Our national pharmaceutical strategy is in disarray. There are a few working groups, but there is really very little action toward the part of the 10 year commitment for health, which was in a national pharmaceutical strategy in the 2004 accord with the provinces.

The health minister has cancelled the next meeting of his counterparts supposedly for June. I do not know how we can do any of these things unless the provinces, territories and their health ministers feel they have a partner with the federal government. It will be extraordinarily important that we look at this, like we did in the very sensitive bill on reproductive technology, to ensure that any regulation must come back to the health committee so we understand the nuances and the decisions taken in the regulations, which can be so important to people's lives. It must come back the committee that has studied the bill and has now done this important study.

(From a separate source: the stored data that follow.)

// ---------------------------------------------------------------------------
// IMPLEMENTATIONS
// ---------------------------------------------------------------------------

impl Dispatcher {
    /// Create a disarmed dispatcher.
    pub fn new(min_send_interval: Duration) -> Self {
        Self {
            min_send_interval,
            armed: false,
            in_flight: None,
            next_ticket_id: 0,
            last_sent: None,
            last_send_instant: None,
            pending_stop: None,
            stats: DispatchStats::default(),
        }
    }

    /// Arm the dispatcher for a fresh connection.
    ///
    /// Forgets the last sent value so the next tick sends whatever is current,
    /// and starts the keep-alive clock from `now`. Completions for sends made
    /// before the reset are ignored when they arrive.
    pub fn reset(&mut self, now: Instant) {
        self.armed = true;
        self.in_flight = None;
        self.last_sent = None;
        self.last_send_instant = Some(now);
        self.pending_stop = None;
    }

    /// Stop sending until the next `reset`.
    pub fn disarm(&mut self) {
        self.armed = false;
        self.in_flight = None;
        self.pending_stop = None;
    }

    /// Periodic update, sends `current` if the dispatch policy allows it.
    ///
    /// A latched stop takes priority over `current`. Returns the ticket of
    /// the send started by this tick, if any.
    pub fn tick<S: SnapshotSink + ?Sized>(
        &mut self,
        now: Instant,
        current: Snapshot,
        sink: &mut S,
    ) -> Option<SendTicket> {
        if !self.armed || self.in_flight.is_some() {
            return None;
        }

        if let Some(stop) = self.pending_stop.take() {
            return self.dispatch(stop, DispatchReason::Stop, now, sink);
        }

        let elapsed = self.last_send_instant.map(|t| now.saturating_duration_since(t));

        if !should_dispatch(
            &current,
            self.last_sent.as_ref(),
            elapsed,
            self.min_send_interval,
            false,
        ) {
            return None;
        }

        let reason = if self.last_sent == Some(current) {
            DispatchReason::KeepAlive
        } else {
            DispatchReason::Change
        };

        self.dispatch(current, reason, now, sink)
    }

    /// Send `snapshot` as soon as the one-outstanding-send rule allows.
    ///
    /// If nothing is in flight the send starts now. Otherwise it is latched
    /// and started from `on_send_complete`, ahead of any routine value.
    pub fn force_send<S: SnapshotSink + ?Sized>(
        &mut self,
        snapshot: Snapshot,
        now: Instant,
        sink: &mut S,
    ) -> StopOutcome {
        if !self.armed {
            return StopOutcome::NotArmed;
        }

        if self.in_flight.is_some() {
            debug!("Send in flight, latching stop {}", snapshot);
            self.pending_stop = Some(snapshot);
            return StopOutcome::Latched;
        }

        self.dispatch(snapshot, DispatchReason::Stop, now, sink);
        StopOutcome::Sent
    }

    /// Record the completion of the send with the given ticket id.
    ///
    /// Completions which don't match the outstanding send are ignored. If a
    /// stop was latched it is started immediately and its ticket returned.
    pub fn on_send_complete<E, S>(
        &mut self,
        ticket_id: u64,
        result: Result<(), E>,
        now: Instant,
        sink: &mut S,
    ) -> Option<SendTicket>
    where
        E: Display,
        S: SnapshotSink + ?Sized,
    {
        if self.in_flight != Some(ticket_id) {
            debug!("Ignoring completion of stale send {}", ticket_id);
            self.stats.stale_completions += 1;
            return None;
        }

        self.in_flight = None;

        match result {
            Ok(()) => self.stats.sends_completed += 1,
            Err(e) => {
                self.stats.sends_failed += 1;
                warn!("Send {} failed: {}", ticket_id, e);
            }
        }

        match self.pending_stop.take() {
            Some(stop) if self.armed => self.dispatch(stop, DispatchReason::Stop, now, sink),
            _ => None,
        }
    }

    /// True if a send is outstanding.
    pub fn is_in_flight(&self) -> bool {
        self.in_flight.is_some()
    }

    /// True if nothing is outstanding and no stop is waiting to go out.
    pub fn is_idle(&self) -> bool {
        self.in_flight.is_none() && self.pending_stop.is_none()
    }

    pub fn is_armed(&self) -> bool {
        self.armed
    }

    pub fn last_sent(&self) -> Option<Snapshot> {
        self.last_sent
    }

    pub fn stats(&self) -> DispatchStats {
        self.stats
    }

    fn dispatch<S: SnapshotSink + ?Sized>(
        &mut self,
        snapshot: Snapshot,
        reason: DispatchReason,
        now: Instant,
        sink: &mut S,
    ) -> Option<SendTicket> {
        let ticket = SendTicket {
            id: self.next_ticket_id,
            snapshot,
        };
        self.next_ticket_id = self.next_ticket_id.wrapping_add(1);

        // Claim the slot before handing over so a reentrant completion can match it
        self.in_flight = Some(ticket.id);
        self.last_sent = Some(snapshot);
        self.last_send_instant = Some(now);

        match sink.begin_send(ticket) {
            Ok(()) => {
                self.stats.sends_started += 1;
                match reason {
                    DispatchReason::KeepAlive => self.stats.keep_alives += 1,
                    DispatchReason::Stop => {
                        self.stats.stops += 1;
                        info!("Stop {} sent", snapshot);
                    }
                    DispatchReason::Change => (),
                }
                debug!("Send {} started: {} ({:?})", ticket.id, snapshot, reason);
                Some(ticket)
            }
            Err(e) => {
                // No completion will ever arrive for this ticket
                self.in_flight = None;
                self.stats.sends_failed += 1;
                error!("Could not start send of {}: {}", snapshot, e);
                None
            }
        }
    }
}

It is a bit rich, in the middle of a study on post-market surveillance, that the government has decided to table the bill without the information, without the recommendations of the very committee that has studied this. It was a bit shocking to hear that even the working group on the national pharmaceutical strategy, the working group on real world drug safety, was not even consulted in what should be in the bill. Yet again we have this top-down, ‘’father knows best, take it or leave it, trust us you will like it’’ approach from the government. It is extraordinary that when all of the witnesses came, when all the provinces and territories and working groups existed, that the government would not take counsel from these people who study this and who know it.

Also, almost every member of Parliament over these last weeks, since the bill was tabled, have been inundated by calls to their constituency offices on the natural health product risk. People using these products are worried again that their products are not understood because of the issue around health claims. We need to seriously look again at what the minister is considering in terms of natural health products and how we regulate these things. Some products have been used for thousands of years, but without a clinical trial. It is not evidence based, but Canadians have the right to be wrong on these things. They also have the right to be right in terms of the products that work for them. In studying the bill we want to ensure people have patient and client freedom.

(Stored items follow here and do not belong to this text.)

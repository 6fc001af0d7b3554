//! Dispatch decision

// ---------------------------------------------------------------------------
// IMPORTS
// ---------------------------------------------------------------------------

use std::time::Duration;

use super::Snapshot;

// ---------------------------------------------------------------------------
// PUBLIC FUNCTIONS
// ---------------------------------------------------------------------------

/// Decide whether the current snapshot should be sent now.
///
/// A send is allowed only when nothing is in flight, and then only if the
/// value differs from the last one sent or the keep-alive interval has passed.
///
/// - `last_sent` of `None` never equals a real snapshot, so it always counts as
///   a change.
/// - `elapsed` of `None` means nothing has been sent yet and counts as overdue.
pub fn should_dispatch(
    current: &Snapshot,
    last_sent: Option<&Snapshot>,
    elapsed: Option<Duration>,
    min_send_interval: Duration,
    in_flight: bool,
) -> bool {
    if in_flight {
        return false;
    }

    let changed = last_sent != Some(current);
    let overdue = elapsed.map(|e| e >= min_send_interval).unwrap_or(true);

    changed || overdue
}

// ---------------------------------------------------------------------------
// TESTS
// ---------------------------------------------------------------------------

#[cfg(test)]
mod test {
    use super::*;

    const INTERVAL: Duration = Duration::from_millis(50);

    #[test]
    fn test_change_triggers_send() {
        let last = Snapshot::STOP;
        let current = Snapshot::new(100, 0);

        assert!(should_dispatch(
            &current,
            Some(&last),
            Some(Duration::from_millis(1)),
            INTERVAL,
            false
        ));
    }

    #[test]
    fn test_unchanged_waits_for_keep_alive() {
        let s = Snapshot::new(20, -20);

        assert!(!should_dispatch(&s, Some(&s), Some(Duration::from_millis(49)), INTERVAL, false));
        assert!(should_dispatch(&s, Some(&s), Some(Duration::from_millis(50)), INTERVAL, false));
        assert!(should_dispatch(&s, Some(&s), None, INTERVAL, false));
    }

    #[test]
    fn test_in_flight_always_blocks() {
        let s = Snapshot::new(20, -20);

        assert!(!should_dispatch(&s, None, None, INTERVAL, true));
        assert!(!should_dispatch(&s, Some(&Snapshot::STOP), Some(Duration::from_secs(10)), INTERVAL, true));
    }

    #[test]
    fn test_never_sent_counts_as_changed() {
        assert!(should_dispatch(
            &Snapshot::STOP,
            None,
            Some(Duration::from_millis(0)),
            INTERVAL,
            false
        ));
    }
}
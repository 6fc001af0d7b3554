//! # Robot Server Module
//!
//! This module abstracts over the networking side of the robot simulator. The server binds the
//! link socket which the ground's transport connects to, answering scans with the robot's name and
//! applying channel writes to the drive outputs.

// ------------------------------------------------------------------------------------------------
// IMPORTS
// ------------------------------------------------------------------------------------------------

use comms_if::{
    link::{decode_axis_value, Channel, LinkRequest, LinkResponse},
    net::{zmq, MonitoredSocket, MonitoredSocketError, SocketOptions},
};
use log::info;
use std::time::Instant;

use crate::{drive::DriveState, params::RobotSimParams};

// ------------------------------------------------------------------------------------------------
// STRUCTS
// ------------------------------------------------------------------------------------------------

/// An abstraction over the networking part of the robot simulator.
///
/// The socket is a REP socket, so every request received must be answered with
/// [`RobotServer::send_response`] before the next one can be received.
pub struct RobotServer {
    socket: MonitoredSocket,
}

// ------------------------------------------------------------------------------------------------
// ENUMS
// ------------------------------------------------------------------------------------------------

/// Errors which can occur in the [`RobotServer`]
#[derive(thiserror::Error, Debug)]
pub enum RobotServerError {
    #[error("Socket error: {0}")]
    SocketError(MonitoredSocketError),

    #[error("Could not receive a request: {0}")]
    RecvError(zmq::Error),

    #[error("Could not parse the request: {0}")]
    BadRequest(String),

    #[error("Could not serialize the response: {0}")]
    SerializeError(serde_json::Error),

    #[error("Could not send data to the client: {0}")]
    SendError(zmq::Error),
}

// ------------------------------------------------------------------------------------------------
// IMPLS
// ------------------------------------------------------------------------------------------------

impl RobotServer {
    /// Create a new instance of the robot server.
    ///
    /// This function will not wait for a connection from the ground before returning.
    pub fn new(ctx: &zmq::Context, params: &RobotSimParams) -> Result<Self, RobotServerError> {
        let socket_options = SocketOptions {
            bind: true,
            block_on_first_connect: false,
            recv_timeout: params.poll_ms,
            send_timeout: 10,
            ..Default::default()
        };

        let socket = MonitoredSocket::new(ctx, zmq::REP, socket_options, &params.endpoint)?;

        Ok(Self { socket })
    }

    /// Receive the next request from the ground.
    ///
    /// `Ok(None)` is returned if nothing arrived within the poll period. A
    /// [`RobotServerError::BadRequest`] must still be answered.
    pub fn recv_request(&mut self) -> Result<Option<LinkRequest>, RobotServerError> {
        let msg = match self.socket.recv_msg(0) {
            Ok(m) => m,
            Err(zmq::Error::EAGAIN) => return Ok(None),
            Err(e) => return Err(RobotServerError::RecvError(e)),
        };

        let text = msg
            .as_str()
            .ok_or_else(|| RobotServerError::BadRequest("request is not valid UTF-8".into()))?;

        serde_json::from_str(text)
            .map(Some)
            .map_err(|e| RobotServerError::BadRequest(e.to_string()))
    }

    /// Send the response to the last request.
    pub fn send_response(&mut self, response: &LinkResponse) -> Result<(), RobotServerError> {
        let resp_str = serde_json::to_string(response).map_err(RobotServerError::SerializeError)?;

        self.socket
            .send(&resp_str, 0)
            .map_err(RobotServerError::SendError)
    }

    /// True if the ground is connected.
    pub fn connected(&self) -> bool {
        self.socket.connected()
    }
}

impl From<MonitoredSocketError> for RobotServerError {
    fn from(e: MonitoredSocketError) -> Self {
        RobotServerError::SocketError(e)
    }
}

// ------------------------------------------------------------------------------------------------
// PUBLIC FUNCTIONS
// ------------------------------------------------------------------------------------------------

/// Work out the response to a request, applying any write to `drive`.
///
/// Every request gets a response, writes that can't be applied are answered
/// with [`LinkResponse::Invalid`].
pub fn handle_request(
    request: LinkRequest,
    name: &str,
    drive: &mut DriveState,
    now: Instant,
) -> LinkResponse {
    match request {
        LinkRequest::Advertise => LinkResponse::Advertise {
            name: name.to_owned(),
        },
        LinkRequest::Write {
            channel_id,
            payload,
        } => {
            let channel = match Channel::from_uuid(&channel_id) {
                Some(c) => c,
                None => return LinkResponse::Invalid(format!("Unknown channel {}", channel_id)),
            };

            match decode_axis_value(payload.as_bytes()) {
                Ok(value) => {
                    if drive.apply(channel, value, now) {
                        info!("Received valid demand, exiting safe mode");
                    }
                    LinkResponse::WriteOk
                }
                Err(e) => LinkResponse::Invalid(e.to_string()),
            }
        }
    }
}

// ------------------------------------------------------------------------------------------------
// TESTS
// ------------------------------------------------------------------------------------------------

These changes are just not good enough. Canada needs a national food policy. At the same time as we get this tinkering around the edges, we have from melamine in dog food, to re-labelled snap peas from China, to mushrooms from China called ‘’product of Canada’’ because they have been sliced here. We have orange juice called ‘’product of Canada’’ because Canadian water was added to it.

The government needs to sit down with all government departments that deal with food in this country, such as agriculture, fisheries, industry and international trade, and with the producers and the food security people.

We need a national food policy. We cannot even tinker with things in this bill unless we can actually have a commitment from the government to get on with it and protect the health and safety of all Canadians.